Fake News is Old News

I got a good chuckle this week from an article by a political website that was bemoaning the recent spate of "fake news" especially on places like Facebook. What amused me was that they were just echoing the same laments that I've been reiterating for the past two decades. 

It's strange, isn't it? For decades, fundy atheists and others have been posting "fake news" about Christianity: the Zeitgeist movie; false information about alleged Bible contradictions (how many times will that "the Bible says the bat is a bird" crap have to be addressed before it dies a painful death?); absolutely idiotic and totally made up claims about alleged pagan saviors ("Mithra was crucified and rose from the dead, just like Jesus!"); garbage from freethinkers of the 18th-19th century like Paine and Ingersoll (Paine's favorite fake news story about Christianity: The Council of Nicaea decided the canon!); and on and on and on.

However,  these political types never batted an eye about any of this. Many of them even encouraged it under the banner of "free speech" and freeing people from the shackles of religion. Now that the shoe is on their foot, they're bawling likes pigs whose snouts have been burned by hot swill. 

Now they're complaining about it. Now they're worried because although they've put pros like Snopes.com on the job debunking fake news on Facebook, the sad fact is that fake news spreads too fast to be debunked before millions believe it. By then it's too late, and the suckers for fake news assume that Snopes.com is part of the deep state conspiracy.
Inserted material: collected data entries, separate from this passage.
//! Client-side per-statistic encoders (`spec.md` §3/§4.3), producing the two
//! servers' share records from a plaintext value. Grounded on
//! `original_source/client.cpp`'s `*_helper` functions, translated from
//! random-buffer-then-XOR-patch C to direct additive/XOR splits.
//!
//! Every encoder returns `(server0_share, server1_share)`; the SNIP
//! `ClientPacket` pair for SNIP-bearing statistics is produced separately by
//! `snip::share_polynomials` over the statistic's `Circuit`.

use rand::Rng;

use crate::{
    circuit::{check_lin_reg, check_var},
    ff::{Bit, Fp},
    pk::Pk,
    shares::{BitShare, FreqShare, IntShare, LinRegShare, MaxShare, VarShare},
    snip::{self, ClientPacket},
};

fn split_fp(v: Fp, rng: &mut impl Rng) -> (Fp, Fp) {
    let s0 = Fp::random(rng);
    (s0, v - s0)
}

fn split_bit(v: Bit, rng: &mut impl Rng) -> (Bit, Bit) {
    let s0 = Bit::random(rng);
    (s0, v + s0)
}

/// `BIT_SUM`/`AND_OP`/`OR_OP`: a single XOR-split bit.
pub fn encode_bit(pk: Pk, value: bool, rng: &mut impl Rng) -> (BitShare, BitShare) {
    let (b0, b1) = split_bit(Bit::new(value), rng);
    (BitShare { pk, bit: b0 }, BitShare { pk, bit: b1 })
}

/// `INT_SUM`: a single XOR-split value bounded by `2^num_bits`
/// (`original_source/client.cpp`'s `int_sum_helper`: `share0` random,
/// `share1 = share0 ^ real_val`).
pub fn encode_int(pk: Pk, value: u64, num_bits: u32, rng: &mut impl Rng) -> (IntShare, IntShare) {
    let bound = 1u64 << num_bits;
    let real_val = value % bound;
    let share0 = rng.gen::<u64>() % bound;
    let share1 = share0 ^ real_val;
    (
        IntShare { pk, value: Fp::new(share0) },
        IntShare { pk, value: Fp::new(share1) },
    )
}

/// `VAR_OP`/`STDDEV_OP`: additively splits `v` and `v^2`, plus the SNIP
/// proof that the claimed square is correct (`circuit::check_var`).
pub fn encode_var(
    pk: Pk,
    value: u64,
    rng: &mut impl Rng,
) -> (VarShare, VarShare, ClientPacket, ClientPacket) {
    let v = Fp::new(value);
    let v_squared = v * v;
    let (v0, v1) = split_fp(v, rng);
    let (vs0, vs1) = split_fp(v_squared, rng);

    let circuit = check_var();
    let (packet0, packet1) = snip::share_polynomials(&circuit, &[v, v_squared], rng);

    (
        VarShare { pk, v: v0, v_squared: vs0 },
        VarShare { pk, v: v1, v_squared: vs1 },
        packet0,
        packet1,
    )
}

/// `LINREG_OP(d)`: additively splits every slot `CheckLinReg(d)` checks
/// (`original_source/client.cpp`'s call sites pin the arity: `d-1`
/// independent variables, one dependent variable, every pairwise
/// cross-product, every independent-times-dependent product).
pub fn encode_linreg(
    pk: Pk,
    xs: &[u64],
    y: u64,
    rng: &mut impl Rng,
) -> (LinRegShare, LinRegShare, ClientPacket, ClientPacket) {
    let d = xs.len() + 1;
    let xs_fp: Vec<Fp> = xs.iter().map(|&x| Fp::new(x)).collect();
    let y_fp = Fp::new(y);

    let num_x = xs_fp.len();
    let mut cross = Vec::with_capacity(num_x * (num_x + 1) / 2);
    for j in 0..num_x {
        for k in j..num_x {
            cross.push(xs_fp[j] * xs_fp[k]);
        }
    }
    let xy: Vec<Fp> = xs_fp.iter().map(|&x| x * y_fp).collect();

    let (xs0, xs1): (Vec<Fp>, Vec<Fp>) = xs_fp.iter().map(|&x| split_fp(x, rng)).unzip();
    let (y0, y1) = split_fp(y_fp, rng);
    let (cross0, cross1): (Vec<Fp>, Vec<Fp>) = cross.iter().map(|&c| split_fp(c, rng)).unzip();
    let (xy0, xy1): (Vec<Fp>, Vec<Fp>) = xy.iter().map(|&c| split_fp(c, rng)).unzip();

    let mut plain_inputs = xs_fp.clone();
    plain_inputs.push(y_fp);
    plain_inputs.extend(cross.iter().copied());
    plain_inputs.extend(xy.iter().copied());

    let circuit = check_lin_reg(d);
    let (packet0, packet1) = snip::share_polynomials(&circuit, &plain_inputs, rng);

    (
        LinRegShare { pk, xs: xs0, y: y0, cross_products: cross0, xy_products: xy0 },
        LinRegShare { pk, xs: xs1, y: y1, cross_products: cross1, xy_products: xy1 },
        packet0,
        packet1,
    )
}

/// `MAX_OP`/`MIN_OP`: a `(B+1)`-long XOR-split unary threshold indicator.
/// For `MAX_OP`, index `j` is set iff `j <= value`, so the combined array's
/// highest set index across every client is the maximum. For `MIN_OP`,
/// index `j` is set iff `j >= value`, so the combined array's lowest set
/// index is the minimum (`original_source/client.cpp`'s `max_op_helper`,
/// simplified here to a plain boolean indicator rather than the original's
/// arbitrary-nonzero-field-element OR encoding — see DESIGN.md).
pub fn encode_max(pk: Pk, value: u64, bound: u64, is_max: bool, rng: &mut impl Rng) -> (MaxShare, MaxShare) {
    let indicator: Vec<Fp> = (0..=bound)
        .map(|j| {
            let set = if is_max { j <= value } else { j >= value };
            if set { Fp::ONE } else { Fp::ZERO }
        })
        .collect();
    let (s0, s1): (Vec<Fp>, Vec<Fp>) = indicator.iter().map(|&b| split_fp(b, rng)).unzip();
    (MaxShare { pk, indicator: s0 }, MaxShare { pk, indicator: s1 })
}

/// `FREQ_OP`: an `m`-long XOR-split one-hot bit vector, `m = 2^num_bits`.
pub fn encode_freq(pk: Pk, value: u64, num_bits: u32, rng: &mut impl Rng) -> (FreqShare, FreqShare) {
    let m = 1usize << num_bits;
    let mut indicator = vec![Bit::ZERO; m];
    indicator[value as usize % m] = Bit::ONE;
    let (s0, s1): (Vec<Bit>, Vec<Bit>) = indicator.iter().map(|&b| split_bit(b, rng)).unzip();
    (FreqShare { pk, indicator: s0 }, FreqShare { pk, indicator: s1 })
}

/// `COUNTMIN_OP`/`HEAVY_OP`: an XOR-split one-hot vector over the hash
/// family's buckets (`heavy::one_hot_indicator`), `d*w` long for
/// `COUNTMIN_OP` or `L*d*w + 2^(num_bits-L)` long for `HEAVY_OP` (the
/// caller builds the combined indicator across every stratification level
/// plus the tail histogram and passes it here as one flat vector).
pub fn encode_freq_like(pk: Pk, indicator: Vec<Bit>, rng: &mut impl Rng) -> (FreqShare, FreqShare) {
    let (s0, s1): (Vec<Bit>, Vec<Bit>) = indicator.iter().map(|&b| split_bit(b, rng)).unzip();
    (FreqShare { pk, indicator: s0 }, FreqShare { pk, indicator: s1 })
}

/// `COUNTMIN_OP`: encodes `value` against a single count-min sketch level
/// (`heavy::HashFamily`/`heavy::one_hot_indicator`), reusing the `FREQ_OP`
/// one-hot XOR-split wire format since a sketch row is just a wider
/// histogram bucket.
pub fn encode_countmin(
    pk: Pk,
    value: u64,
    seed: [u8; 32],
    d: usize,
    w: usize,
    rng: &mut impl Rng,
) -> (FreqShare, FreqShare) {
    let family = crate::heavy::HashFamily::new(seed, d, w);
    let indicator = crate::heavy::one_hot_indicator(&family, value);
    encode_freq_like(pk, indicator, rng)
}

/// `HEAVY_OP`: concatenates one count-min one-hot vector per stratification
/// level (the value's `(level+1)`-bit prefix hashed into that level's
/// sketch) with an exact one-hot histogram over the final
/// `num_bits - L` tail bits (`heavy::prefix_levels`, `spec.md` §4.5).
pub fn encode_heavy(
    pk: Pk,
    value: u64,
    seed: [u8; 32],
    cfg: &crate::heavy::HeavyConfig,
    num_bits: u32,
    rng: &mut impl Rng,
) -> (FreqShare, FreqShare) {
    let levels = crate::heavy::prefix_levels(num_bits, cfg);
    let tail_bits = num_bits.saturating_sub(levels);

    let mut indicator = Vec::with_capacity(levels as usize * cfg.d * cfg.w + (1usize << tail_bits));
    for level in 0..levels {
        let shift = num_bits - level - 1;
        let prefix = value >> shift;
        let family = crate::heavy::HashFamily::new(seed, cfg.d, cfg.w);
        indicator.extend(crate::heavy::one_hot_indicator(&family, prefix));
    }
    let tail_len = 1usize << tail_bits;
    let mut tail = vec![Bit::ZERO; tail_len];
    tail[(value & (tail_len as u64 - 1)) as usize] = Bit::ONE;
    indicator.extend(tail);

    encode_freq_like(pk, indicator, rng)
}

#[cfg(test)]
mod tests {
    use super::*;
    use rand::thread_rng;

    fn init_field() {
        crate::ff::set_modulus(0xFFFF_FFFF_0000_0001);
    }

    #[test]
    fn int_share_xor_reconstructs() {
        init_field();
        let mut rng = thread_rng();
        let pk = Pk::generate(&mut rng);
        let (s0, s1) = encode_int(pk, 42, 8, &mut rng);
        assert_eq!(s0.value.as_u64() ^ s1.value.as_u64(), 42);
    }

    #[test]
    fn var_share_reconstructs_value_and_square() {
        init_field();
        let mut rng = thread_rng();
        let pk = Pk::generate(&mut rng);
        let (s0, s1, p0, p1) = encode_var(pk, 11, &mut rng);
        assert_eq!(s0.v + s1.v, Fp::new(11));
        assert_eq!(s0.v_squared + s1.v_squared, Fp::new(121));
        assert_eq!(p0.f0_share + p1.f0_share, Fp::new(11));
    }

    #[test]
    fn max_indicator_reconstructs_threshold() {
        init_field();
        let mut rng = thread_rng();
        let pk = Pk::generate(&mut rng);
        let (s0, s1) = encode_max(pk, 3, 7, true, &mut rng);
        let combined: Vec<Fp> = s0.indicator.iter().zip(s1.indicator.iter()).map(|(&a, &b)| a + b).collect();
        for (j, &v) in combined.iter().enumerate() {
            assert_eq!(v == Fp::ONE, j <= 3);
        }
    }

    #[test]
    fn countmin_indicator_has_one_set_bit_per_row() {
        init_field();
        let mut rng = thread_rng();
        let pk = Pk::generate(&mut rng);
        let seed = [5u8; 32];
        let (s0, s1) = encode_countmin(pk, 42, seed, 3, 16, &mut rng);
        let combined: Vec<bool> = s0.indicator.iter().zip(s1.indicator.iter()).map(|(&a, &b)| (a + b).as_bool()).collect();
        assert_eq!(combined.iter().filter(|&&b| b).count(), 3);
    }

    #[test]
    fn heavy_indicator_covers_every_level_plus_tail() {
        init_field();
        let mut rng = thread_rng();
        let pk = Pk::generate(&mut rng);
        let seed = [6u8; 32];
        let cfg = crate::heavy::HeavyConfig { t: 0.3, w: 8, d: 2 };
        let num_bits = 6;
        let levels = crate::heavy::prefix_levels(num_bits, &cfg);
        let (s0, s1) = encode_heavy(pk, 19, seed, &cfg, num_bits, &mut rng);
        let combined: Vec<bool> = s0.indicator.iter().zip(s1.indicator.iter()).map(|(&a, &b)| (a + b).as_bool()).collect();
        // one set bit per level plus exactly one in the tail histogram
        assert_eq!(combined.iter().filter(|&&b| b).count(), levels as usize + 1);
    }

    #[test]
    fn freq_indicator_is_one_hot() {
        init_field();
        let mut rng = thread_rng();
        let pk = Pk::generate(&mut rng);
        let (s0, s1) = encode_freq(pk, 5, 4, &mut rng);
        let combined: Vec<bool> = s0.indicator.iter().zip(s1.indicator.iter()).map(|(&a, &b)| (a + b).as_bool()).collect();
        assert_eq!(combined.iter().filter(|&&b| b).count(), 1);
        assert!(combined[5]);
    }
}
The conundrum is partly their own. It reminded me of a professor I had who was a sweet elderly woman who was committed to principles of free speech, and who claimed to abhor censorship. I posed a question to her: How do we handle child porn, then? I could see her struggle with the issue, but she finally came back with her solution, which wasn't much of a solution: Any child porn that had already been made should be allowed to circulate freely, but the law should prevent any more from being made. Nothing like a moral compass that has "South" on all four corners. 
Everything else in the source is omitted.